Faculty, Staff and Student Publications

Publication Date

7-1-2023

Journal

Diabetes Care

Abstract

OBJECTIVE: We aimed to determine the association of the time-of-day of bout-related moderate-to-vigorous physical activity (bMVPA) with changes in glycemic control across 4 years in adults with overweight/obesity and type 2 diabetes.

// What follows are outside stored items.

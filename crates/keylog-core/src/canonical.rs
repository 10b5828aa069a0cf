//! Canonical CBOR encoding for deterministic serialization of record chains.
//!
//! Encoding follows RFC 8949 Core Deterministic Encoding:
//! - Map keys sorted by encoded byte comparison
//! - Integers use smallest valid encoding
//! - Definite lengths only
//! - No floats (amounts are u64)
//!
//! The transaction id of a chain is the Blake3 hash of these bytes, so the
//! encoding must never depend on platform or field order.

use ciborium::value::Value;

use crate::chain::{RecordChain, SignedRecord};
use crate::error::CoreError;
use crate::record::Output;

/// The current chain encoding version.
pub const CHAIN_VERSION: u8 = 0;

/// Integer keys for compact encoding. Keys 0-23 encode as single bytes.
mod keys {
    pub const VERSION: u64 = 0;
    pub const RECORDS: u64 = 1;

    pub const RECORD_INDEX: u64 = 0;
    pub const PUBLIC_KEY: u64 = 1;
    pub const PREROTATED_KEY_HASH: u64 = 2;
    pub const TWICE_PREROTATED_KEY_HASH: u64 = 3;
    pub const RELATIONSHIP: u64 = 4;
    pub const OUTPUTS: u64 = 5;
    pub const SIGNATURE: u64 = 6;

    pub const ADDRESS: u64 = 0;
    pub const AMOUNT: u64 = 1;
}

/// Encode a chain to canonical CBOR bytes.
pub fn canonical_chain_bytes(chain: &RecordChain) -> Result<Vec<u8>, CoreError> {
    let records = chain.records().iter().map(record_to_cbor_value).collect();
    let value = Value::Map(vec![
        (key(keys::VERSION), Value::Integer(CHAIN_VERSION.into())),
        (key(keys::RECORDS), Value::Array(records)),
    ]);

    let mut buf = Vec::new();
    encode_value_to(&mut buf, &value)?;
    Ok(buf)
}

fn key(k: u64) -> Value {
    Value::Integer(k.into())
}

fn record_to_cbor_value(signed: &SignedRecord) -> Value {
    let record = &signed.record;
    let outputs = record.outputs.iter().map(output_to_cbor_value).collect();

    Value::Map(vec![
        (
            key(keys::RECORD_INDEX),
            Value::Integer(signed.record_index.into()),
        ),
        (key(keys::PUBLIC_KEY), Value::Text(record.public_key.clone())),
        (
            key(keys::PREROTATED_KEY_HASH),
            Value::Text(record.prerotated_key_hash.clone()),
        ),
        (
            key(keys::TWICE_PREROTATED_KEY_HASH),
            Value::Text(record.twice_prerotated_key_hash.clone()),
        ),
        (
            key(keys::RELATIONSHIP),
            Value::Text(record.relationship.clone()),
        ),
        (key(keys::OUTPUTS), Value::Array(outputs)),
        (key(keys::SIGNATURE), Value::Text(signed.signature.clone())),
    ])
}

fn output_to_cbor_value(output: &Output) -> Value {
    Value::Map(vec![
        (key(keys::ADDRESS), Value::Text(output.address.clone())),
        (key(keys::AMOUNT), Value::Integer(output.amount.into())),
    ])
}

/// Recursively encode a CBOR value.
fn encode_value_to(buf: &mut Vec<u8>, value: &Value) -> Result<(), CoreError> {
    match value {
        Value::Integer(i) => encode_integer(buf, *i),
        Value::Text(s) => {
            encode_uint(buf, 3, s.len() as u64);
            buf.extend_from_slice(s.as_bytes());
        }
        Value::Array(arr) => {
            encode_uint(buf, 4, arr.len() as u64);
            for item in arr {
                encode_value_to(buf, item)?;
            }
        }
        Value::Map(entries) => encode_map_canonical(buf, entries)?,
        Value::Float(_) => {
            return Err(CoreError::EncodingError(
                "floats not supported in canonical encoding".into(),
            ))
        }
        other => {
            return Err(CoreError::EncodingError(format!(
                "unsupported CBOR value: {other:?}"
            )))
        }
    }
    Ok(())
}

/// Encode a CBOR integer (major types 0 and 1).
fn encode_integer(buf: &mut Vec<u8>, i: ciborium::value::Integer) {
    let n: i128 = i.into();

    if n >= 0 {
        encode_uint(buf, 0, n as u64);
    } else {
        // CBOR encodes -1 as 0, -2 as 1, etc.
        encode_uint(buf, 1, (-1 - n) as u64);
    }
}

/// Encode an unsigned integer with the given major type.
fn encode_uint(buf: &mut Vec<u8>, major: u8, n: u64) {
    let mt = major << 5;
    if n < 24 {
        buf.push(mt | (n as u8));
    } else if n <= 0xff {
        buf.push(mt | 24);
        buf.push(n as u8);
    } else if n <= 0xffff {
        buf.push(mt | 25);
        buf.extend_from_slice(&(n as u16).to_be_bytes());
    } else if n <= 0xffff_ffff {
        buf.push(mt | 26);
        buf.extend_from_slice(&(n as u32).to_be_bytes());
    } else {
        buf.push(mt | 27);
        buf.extend_from_slice(&n.to_be_bytes());
    }
}

/// Encode a map canonically (major type 5), keys sorted by encoded bytes.
fn encode_map_canonical(buf: &mut Vec<u8>, entries: &[(Value, Value)]) -> Result<(), CoreError> {
    let mut pairs = Vec::with_capacity(entries.len());
    for (k, v) in entries {
        let mut key_buf = Vec::new();
        encode_value_to(&mut key_buf, k)?;
        pairs.push((key_buf, v));
    }

    pairs.sort_by(|a, b| a.0.cmp(&b.0));

    encode_uint(buf, 5, pairs.len() as u64);
    for (key_bytes, value) in pairs {
        buf.extend_from_slice(&key_bytes);
        encode_value_to(buf, value)?;
    }
    Ok(())
}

RESEARCH DESIGN AND METHODS: Among 2,416 participants (57% women; mean age, 59 years) with 7-day waist-worn accelerometry recording at year 1 or 4, we assigned bMVPA timing groups based on the participants' temporal distribution of bMVPA at year 1 and recategorized them at year 4. The time-varying exposure of bMVPA (≥10-min bout) timing was defined as ≥50% of bMVPA occurring during the same time period (morning, midday, afternoon, or evening),

RESULTS: HbA1c reduction at year 1 varied among bMVPA timing groups (P = 0.02), independent of weekly bMVPA volume and intensity. The afternoon group had the greatest HbA1c reduction versus inactive (-0.22% [95%CI -0.39%, -0.06%]), the magnitude of which was 30-50% larger than the other groups. The odds of discontinuation versus maintaining or initiating glucose-lowering medications at year 1 differed by bMVPA timing (P = 0.04). The afternoon group had the highest odds (odds ratio 2.13 [95% CI 1.29, 3.52]). For all the year-4 bMVPA timing groups, there were no significant changes in HbA1c between year 1 and 4.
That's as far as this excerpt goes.